By Ronald Brownstein
As usual, the Des Moines Register provides very little of the detail needed to understand the coalitions that each of the Republican contenders is assembling for Tuesday's caucuses. But the fragmentary information the newspaper has released about its Iowa Poll suggests conservatives here may be moving toward Rick Santorum as the best option to deny outright victory to Mitt Romney.
In a political analogue to the Heisenberg principle, it also suggests that extensive news coverage of Santorum's surge in the Register poll is likely to fuel it further, giving him a real chance to win here.
The data the newspaper published Sunday largely tracks the dynamic evident in the CNN/Time/ORC and NBC/Marist surveys in the state released earlier this week: a fragmentation on the right that is creating an opening for Romney, a candidate many conservatives remain skeptical about.The most valuable data the paper released was its nightly results through the polling, which ran from last Tuesday through Friday (December 27-30). On Tuesday the single night results showed Ron Paul leading with 29 percent, followed by Romney with 26 percent, and Newt Gingrich and Rick Perry at 12 percent. Santorum attracted just 10 percent. But, the results show, after the CNN/Time survey came out on Wednesday showing Santorum in third place, his support dramatically improved in the Register polling.
In the single night Friday results, Romney and Santorum stood in a virtual tie (23 and 22 percent respectively), while Paul had slipped to 16 percent, and Gingrich, Perry and Michele Bachmann all clustered together around (11, 11 and 9 percent respectively). All week, Romney's support varied little-revolving closely around the 25 percent he attracted in 2008 while finishing second to Mike Huckabee.
As in all its polls, the Register provides only limited information on how the key subgroups in the states are dividing. But the results made available reaffirm the key dynamic identified first in the other two surveys last week -- the splintering of conservative voters in the state resistant to Romney.

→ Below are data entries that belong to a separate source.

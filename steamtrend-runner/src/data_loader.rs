//! Player-history loading for the runner.
//!
//! Given a list of games, resolves each one through the CSV cache and falls
//! back to the source on a miss. Games are loaded one at a time, in order.
//!
//! Fallback policy per game:
//! 1. Cached file exists and parses → use it
//! 2. Otherwise fetch; a non-empty result is cached and used
//! 3. An empty result skips the game (no column, nothing cached)
//!
//! A payload the source cannot parse aborts the whole load.

use std::collections::{BTreeMap, HashMap, HashSet};

use steamtrend_core::data::{
    CacheKey, Catalog, CsvCache, DataError, DataSource, DownloadProgress, LoadOutcome, SteamSource,
};
use steamtrend_core::{AppId, EntitySeries, TimeSeriesPoint};
use thiserror::Error;
use tracing::{debug, warn};

/// Errors from the data loading layer.
#[derive(Debug, Error)]
pub enum LoadError {
    #[error("failed to load '{key}': {source}")]
    Entity {
        key: String,
        #[source]
        source: DataError,
    },

    #[error("data error: {0}")]
    Data(#[from] DataError),
}

/// Result of loading histories, with provenance.
#[derive(Debug, Default)]
pub struct LoadedHistories {
    /// One series per game that produced points, in input order.
    pub series: Vec<EntitySeries>,
    /// Data source per series label.
    pub sources: BTreeMap<String, DataSource>,
    /// Games that produced no points.
    pub skipped: Vec<AppId>,
}

impl LoadedHistories {
    pub fn loaded(&self) -> usize {
        self.series.len()
    }
}

/// Display labels for `games`, one per id, in order.
///
/// Catalog names are used where known, the id otherwise. Names shared by more
/// than one game get ` ({id})` appended so every label is unique.
pub fn game_labels(games: &[AppId], catalog: &Catalog) -> Vec<String> {
    let names: Vec<String> = games.iter().map(|&id| catalog.label(id)).collect();

    let mut counts: HashMap<&str, usize> = HashMap::new();
    for name in &names {
        *counts.entry(name.as_str()).or_default() += 1;
    }

    games
        .iter()
        .zip(&names)
        .map(|(id, name)| {
            if counts[name.as_str()] > 1 && *name != id.to_string() {
                format!("{name} ({id})")
            } else {
                name.clone()
            }
        })
        .collect()
}

/// Load player histories for `games`, cache first.
pub fn load_player_histories(
    games: &[AppId],
    catalog: &Catalog,
    cache: &CsvCache,
    source: &dyn SteamSource,
    progress: Option<&dyn DownloadProgress>,
) -> Result<LoadedHistories, LoadError> {
    let games = dedup_games(games);
    let labels = game_labels(&games, catalog);
    let total = games.len();
    let mut loaded = LoadedHistories::default();

    for (i, (&app_id, label)) in games.iter().zip(labels).enumerate() {
        if let Some(p) = progress {
            p.on_start(&label, i, total);
        }

        let key = CacheKey::app(app_id);
        let entry = cache
            .get_or_fetch::<TimeSeriesPoint, _>(&key, || source.fetch_player_history(app_id))
            .map_err(|e| LoadError::Entity {
                key: label.clone(),
                source: e,
            })?;

        if entry.is_empty() {
            debug!(app_id, label = %label, "no player history; skipping");
            if let Some(p) = progress {
                p.on_complete(&label, i, total, LoadOutcome::Empty);
            }
            loaded.skipped.push(app_id);
            continue;
        }

        if let Some(p) = progress {
            p.on_complete(
                &label,
                i,
                total,
                LoadOutcome::Loaded {
                    source: entry.source,
                    points: entry.rows.len(),
                },
            );
        }
        loaded.sources.insert(label.clone(), entry.source);
        loaded.series.push(EntitySeries::new(label, entry.rows));
    }

    if let Some(p) = progress {
        p.on_batch_complete(loaded.loaded(), loaded.skipped.len(), total);
    }

    Ok(loaded)
}

fn dedup_games(games: &[AppId]) -> Vec<AppId> {
    let mut seen = HashSet::new();
    games
        .iter()
        .copied()
        .filter(|id| {
            let fresh = seen.insert(*id);
            if !fresh {
                warn!(app_id = id, "game listed twice; loading once");
            }
            fresh
        })
        .collect()
}
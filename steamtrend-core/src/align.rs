//! Multi-entity monthly alignment.
//!
//! Pipeline, in order:
//! 1. outer-join every entity on the union of raw timestamps
//! 2. millisecond timestamps → UTC calendar time
//! 3. one row per calendar month, same-month values averaged
//! 4. linear interpolation strictly between defined cells (no edge fill)
//! 5. trailing simple moving average over `window` rows
//! 6. round defined cells to the nearest integer (player counts only)
//!
//! Entities with no usable points contribute no column.

use std::collections::{BTreeMap, BTreeSet};

use chrono::{DateTime, Datelike, NaiveDate, Utc};
use serde::{Deserialize, Serialize};
use tracing::warn;

use crate::series::{AlignedTable, EntitySeries, SeriesColumn};

#[derive(Debug, Clone, PartialEq, Eq, Serialize, Deserialize)]
#[serde(default)]
pub struct AlignOptions {
    /// Moving-average window in monthly rows.
    pub window: usize,
    /// Round defined cells to whole numbers. Off for prices.
    pub round: bool,
}

impl Default for AlignOptions {
    fn default() -> Self {
        Self {
            window: 5,
            round: true,
        }
    }
}

/// Align entity series onto a shared monthly axis.
///
/// Column order follows input order. Labels must be unique; a repeated label
/// keeps only its first series.
pub fn align_series(series: &[EntitySeries], opts: &AlignOptions) -> AlignedTable {
    let (timestamps, joined) = outer_join(series);
    let (axis, monthly) = resample_monthly(&timestamps, joined);

    let columns = monthly
        .into_iter()
        .map(|(label, values)| {
            let values = interpolate_interior(&values);
            let values = rolling_mean(&values, opts.window);
            let values = if opts.round { round_values(&values) } else { values };
            SeriesColumn { label, values }
        })
        .collect();

    // Built on `axis` with deduplicated labels, so already rectangular.
    AlignedTable { axis, columns }
}

/// Outer-join on the union of timestamps that chrono can represent.
///
/// Returns the sorted timestamp index and, per entity, one optional cell per
/// index entry. Several points at the same timestamp average together.
fn outer_join(series: &[EntitySeries]) -> (Vec<DateTime<Utc>>, Vec<(String, Vec<Option<f64>>)>) {
    let mut index = BTreeSet::new();
    let mut seen = BTreeSet::new();
    let mut kept = Vec::new();

    for entity in series {
        if !seen.insert(entity.label.as_str()) {
            warn!(label = %entity.label, "duplicate series label; keeping the first");
            continue;
        }

        let mut by_time: BTreeMap<i64, (f64, usize)> = BTreeMap::new();
        for point in &entity.points {
            if DateTime::from_timestamp_millis(point.timestamp).is_none() {
                warn!(
                    label = %entity.label,
                    timestamp = point.timestamp,
                    "dropping unrepresentable timestamp"
                );
                continue;
            }
            if !point.value.is_finite() {
                continue;
            }
            let slot = by_time.entry(point.timestamp).or_insert((0.0, 0));
            slot.0 += point.value;
            slot.1 += 1;
        }

        if by_time.is_empty() {
            continue;
        }
        index.extend(by_time.keys().copied());
        kept.push((entity.label.clone(), by_time));
    }

    let index: Vec<i64> = index.into_iter().collect();
    let joined = kept
        .into_iter()
        .map(|(label, by_time)| {
            let cells = index
                .iter()
                .map(|ts| by_time.get(ts).map(|(sum, n)| sum / *n as f64))
                .collect();
            (label, cells)
        })
        .collect();

    let times = index
        .iter()
        .filter_map(|ts| DateTime::from_timestamp_millis(*ts))
        .collect();
    (times, joined)
}

/// Months since year 0, a contiguous key for calendar months.
fn month_ordinal(date: NaiveDate) -> i64 {
    i64::from(date.year()) * 12 + i64::from(date.month0())
}

/// Last calendar day of the month with the given ordinal.
fn month_end(ordinal: i64) -> NaiveDate {
    let year = ordinal.div_euclid(12) as i32;
    let month = ordinal.rem_euclid(12) as u32 + 1;
    let (next_year, next_month) = if month == 12 { (year + 1, 1) } else { (year, month + 1) };
    NaiveDate::from_ymd_opt(next_year, next_month, 1)
        .and_then(|d| d.pred_opt())
        .unwrap_or(NaiveDate::MAX)
}

/// Bucket joined rows by calendar month and average each bucket.
///
/// The axis covers every month from the first to the last observed one;
/// months with no observation for a column are `None`.
fn resample_monthly(
    times: &[DateTime<Utc>],
    joined: Vec<(String, Vec<Option<f64>>)>,
) -> (Vec<NaiveDate>, Vec<(String, Vec<Option<f64>>)>) {
    let ordinals: Vec<i64> = times.iter().map(|t| month_ordinal(t.date_naive())).collect();
    let (Some(&first), Some(&last)) = (ordinals.first(), ordinals.last()) else {
        return (Vec::new(), Vec::new());
    };

    let rows = (last - first + 1) as usize;
    let axis = (first..=last).map(month_end).collect();

    let columns = joined
        .into_iter()
        .map(|(label, cells)| {
            let mut sums = vec![(0.0, 0usize); rows];
            for (ordinal, cell) in ordinals.iter().zip(cells) {
                if let Some(v) = cell {
                    let slot = &mut sums[(ordinal - first) as usize];
                    slot.0 += v;
                    slot.1 += 1;
                }
            }
            let values = sums
                .into_iter()
                .map(|(sum, n)| (n > 0).then(|| sum / n as f64))
                .collect();
            (label, values)
        })
        .collect();

    (axis, columns)
}

/// Fill gaps bounded on both sides by defined cells, linearly in row index.
///
/// Leading and trailing gaps stay `None`.
pub fn interpolate_interior(values: &[Option<f64>]) -> Vec<Option<f64>> {
    let mut out = values.to_vec();
    let mut previous: Option<(usize, f64)> = None;

    for (i, cell) in values.iter().enumerate() {
        let Some(v) = *cell else { continue };
        if let Some((j, u)) = previous {
            let span = (i - j) as f64;
            for (k, slot) in out.iter_mut().enumerate().take(i).skip(j + 1) {
                *slot = Some(u + (v - u) * (k - j) as f64 / span);
            }
        }
        previous = Some((i, v));
    }
    out
}

/// Trailing simple moving average. A row is defined only when the full
/// window ending at it is defined; the first `window - 1` rows never are.
pub fn rolling_mean(values: &[Option<f64>], window: usize) -> Vec<Option<f64>> {
    let window = window.max(1);
    (0..values.len())
        .map(|i| {
            if i + 1 < window {
                return None;
            }
            values[i + 1 - window..=i]
                .iter()
                .copied()
                .sum::<Option<f64>>()
                .map(|sum| sum / window as f64)
        })
        .collect()
}

pub fn round_values(values: &[Option<f64>]) -> Vec<Option<f64>> {
    values.iter().map(|v| v.map(f64::round)).collect()
}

According to Register columnist Kathie Obradovich, Santorum leads among self-identified evangelical Christians, but only with 23 percent, followed by Ron Paul and Mitt Romney with 18 percent. (Romney attracted 19 percent of evangelicals in the 2008 Iowa caucus.) In a separate analysis, J. Ann Selzer, the newspaper's pollster, says that weighting the data in a different manner to focus on the results of the final two days of polling shows Santorum at 25 percent with evangelicals, Romney at 20 percent, and Ron Paul at 16 percent, with Michelle Bachmann, Newt Gingrich and Rick Perry all hovering around the low double digits.
Similarly, the paper reported that Santorum has a 1-percentage-point lead over Paul among likely caucus-goers who describe themselves as "very conservative." (Once again, the Register did not provide any actual numbers.) In 2008, those "very conservative" voters provided Mike Huckabee a double-digit advantage, helping to propel him to his victory. Without providing numbers, the paper notes that Santorum also leads among "those who are 'very socially conservative,' and...those who are strong supporters of the tea party."
As for Romney, the newspaper says only that he shows "strengths with older and wealthier Iowans and tea party supporters"-as opposed to the strong tea party supporters who prefer Santorum. Romney, though, still holds a big lead over all the other contenders when the Register asked which candidate is "the most electable in the general election": he drew 48 percent on that question. No one else drew more than Gingrich's 13 percent; Santorum stood at just 7. Romney also led, though only with 23 percent, on the test of which candidate is most able to bring about real change.
Santorum actually drew meager responses on almost all of the nine positive and nine negative attributes the poll tested. He spiked highest (and even then only to around 20 percent) only when the survey asked who caucus-goers considered "the best at relating to ordinary Iowans" and the "least ego-driven." Those results may underscore how much of Santorum's late surge is a product of his commitment to relentlessly campaigning in the state, while his rivals devoted far fewer days than most candidates in earlier years. In that way, the poll may hint at the difficulties Santorum will face building a true national coalition in states where he won't have the time to devote the more than 100 days he's committed to Iowa.